> _Task description_: Copy the data that follows, exactly and completely.

*** Dataset content ***

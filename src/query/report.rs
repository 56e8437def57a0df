// SPDX-FileCopyrightText: 2026 Bruno Meilick
// SPDX-License-Identifier: LicenseRef-Nereid-FreeUse-NoCopy-NoDerivatives
//
// All rights reserved.
//
// This file is part of Tripline and is proprietary software.
// Unauthorized copying, modification, or distribution is prohibited.

use serde::Serialize;

use crate::layout::{
    place_boxes, BoxGeometry, BoxPlacement, ChainLayout, ConnectionKind, Connector, ConnectorStyle,
    TripSource,
};
use crate::model::{Code, Trip};

/// Everything a front-end needs to draw a trip diagram, in serializable form.
#[derive(Debug, Clone, PartialEq, Eq, Serialize)]
pub struct DiagramReport {
    pub lanes: usize,
    pub trips: Vec<TripReport>,
    pub connectors: Vec<ConnectorReport>,
}

#[derive(Debug, Clone, PartialEq, Eq, Serialize)]
pub struct TripReport {
    pub index: usize,
    pub from: Code,
    pub to: Code,
    pub level: usize,
    pub chain: usize,
    pub source: Option<TripSource>,
    #[serde(rename = "box")]
    pub placement: BoxPlacement,
}

#[derive(Debug, Clone, PartialEq, Eq, Serialize)]
pub struct ConnectorReport {
    pub from_index: usize,
    pub to_index: usize,
    pub kind: ConnectionKind,
    pub style: ConnectorStyle,
}

/// `layout` must have been resolved from `trips`.
pub fn diagram_report(
    trips: &[Trip],
    layout: &ChainLayout,
    connectors: &[Connector],
    geometry: &BoxGeometry,
) -> DiagramReport {
    let trips = trips
        .iter()
        .zip(layout.placements())
        .zip(place_boxes(layout, geometry))
        .enumerate()
        .map(|(index, ((trip, placement), placement_box))| TripReport {
            index,
            from: trip.from().clone(),
            to: trip.to().clone(),
            level: placement.level(),
            chain: placement.chain(),
            source: placement.source(),
            placement: placement_box,
        })
        .collect();

    let connectors = connectors
        .iter()
        .map(|c| ConnectorReport {
            from_index: c.from_index(),
            to_index: c.to_index(),
            kind: c.kind(),
            style: c.style(),
        })
        .collect();

    DiagramReport { lanes: layout.max_level(), trips, connectors }
}

/// Trip indices grouped by level; element 0 holds level 1.
pub fn lanes(layout: &ChainLayout) -> Vec<Vec<usize>> {
    let mut lanes = vec![Vec::new(); layout.max_level()];
    for (index, placement) in layout.placements().iter().enumerate() {
        lanes[placement.level() - 1].push(index);
    }
    lanes
}
// SPDX-FileCopyrightText: 2026 Bruno Meilick
// SPDX-License-Identifier: LicenseRef-Nereid-FreeUse-NoCopy-NoDerivatives
//
// All rights reserved.
//
// This file is part of Tripline and is proprietary software.
// Unauthorized copying, modification, or distribution is prohibited.

//! Plain-text trip lists.
//!
//! One trip per line as `FROM-TO`; blank lines and `#` comments are ignored.

pub mod trip_list;

pub use trip_list::{export_trip_list, parse_trip_list, TripListExportError, TripListParseError};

***

> _Solution to the exercise_:
filename src/query/report.rs
repository 56e8437def57a0df
// SPDX-FileCopyrightText: 2026 Bruno Meilick
// SPDX-License-Identifier: LicenseRef-Nereid-FreeUse-NoCopy-NoDerivatives
//
// All rights reserved.
//
// This file is part of Tripline and is proprietary software.
// Unauthorized copying, modification, or distribution is prohibited.

use serde::Serialize;

use crate::layout::{
    place_boxes, BoxGeometry, BoxPlacement, ChainLayout, ConnectionKind, Connector, ConnectorStyle,
    TripSource,
};
use crate::model::{Code, Trip};

/// Everything a front-end needs to draw a trip diagram, in serializable form.
#[derive(Debug, Clone, PartialEq, Eq, Serialize)]
pub struct DiagramReport {
    pub lanes: usize,
    pub trips: Vec<TripReport>,
    pub connectors: Vec<ConnectorReport>,
}

#[derive(Debug, Clone, PartialEq, Eq, Serialize)]
pub struct TripReport {
    pub index: usize,
    pub from: Code,
    pub to: Code,
    pub level: usize,
    pub chain: usize,
    pub source: Option<TripSource>,
    #[serde(rename = "box")]
    pub placement: BoxPlacement,
}

#[derive(Debug, Clone, PartialEq, Eq, Serialize)]
pub struct ConnectorReport {
    pub from_index: usize,
    pub to_index: usize,
    pub kind: ConnectionKind,
    pub style: ConnectorStyle,
}

/// `layout` must have been resolved from `trips`.
pub fn diagram_report(
    trips: &[Trip],
    layout: &ChainLayout,
    connectors: &[Connector],
    geometry: &BoxGeometry,
) -> DiagramReport {
    let trips = trips
        .iter()
        .zip(layout.placements())
        .zip(place_boxes(layout, geometry))
        .enumerate()
        .map(|(index, ((trip, placement), placement_box))| TripReport {
            index,
            from: trip.from().clone(),
            to: trip.to().clone(),
            level: placement.level(),
            chain: placement.chain(),
            source: placement.source(),
            placement: placement_box,
        })
        .collect();

    let connectors = connectors
        .iter()
        .map(|c| ConnectorReport {
            from_index: c.from_index(),
            to_index: c.to_index(),
            kind: c.kind(),
            style: c.style(),
        })
        .collect();

    DiagramReport { lanes: layout.max_level(), trips, connectors }
}

/// Trip indices grouped by level; element 0 holds level 1.
pub fn lanes(layout: &ChainLayout) -> Vec<Vec<usize>> {
    let mut lanes = vec![Vec::new(); layout.max_level()];
    for (index, placement) in layout.placements().iter().enumerate() {
        lanes[placement.level() - 1].push(index);
    }
    lanes
}
// SPDX-FileCopyrightText: 2026 Bruno Meilick
// SPDX-License-Identifier: LicenseRef-Nereid-FreeUse-NoCopy-NoDerivatives
//
// All rights reserved.
//
// This file is part of Tripline and is proprietary software.
// Unauthorized copying, modification, or distribution is prohibited.

//! Plain-text trip lists.
//!
//! One trip per line as `FROM-TO`; blank lines and `#` comments are ignored.

pub mod trip_list;

pub use trip_list::{export_trip_list, parse_trip_list, TripListExportError, TripListParseError};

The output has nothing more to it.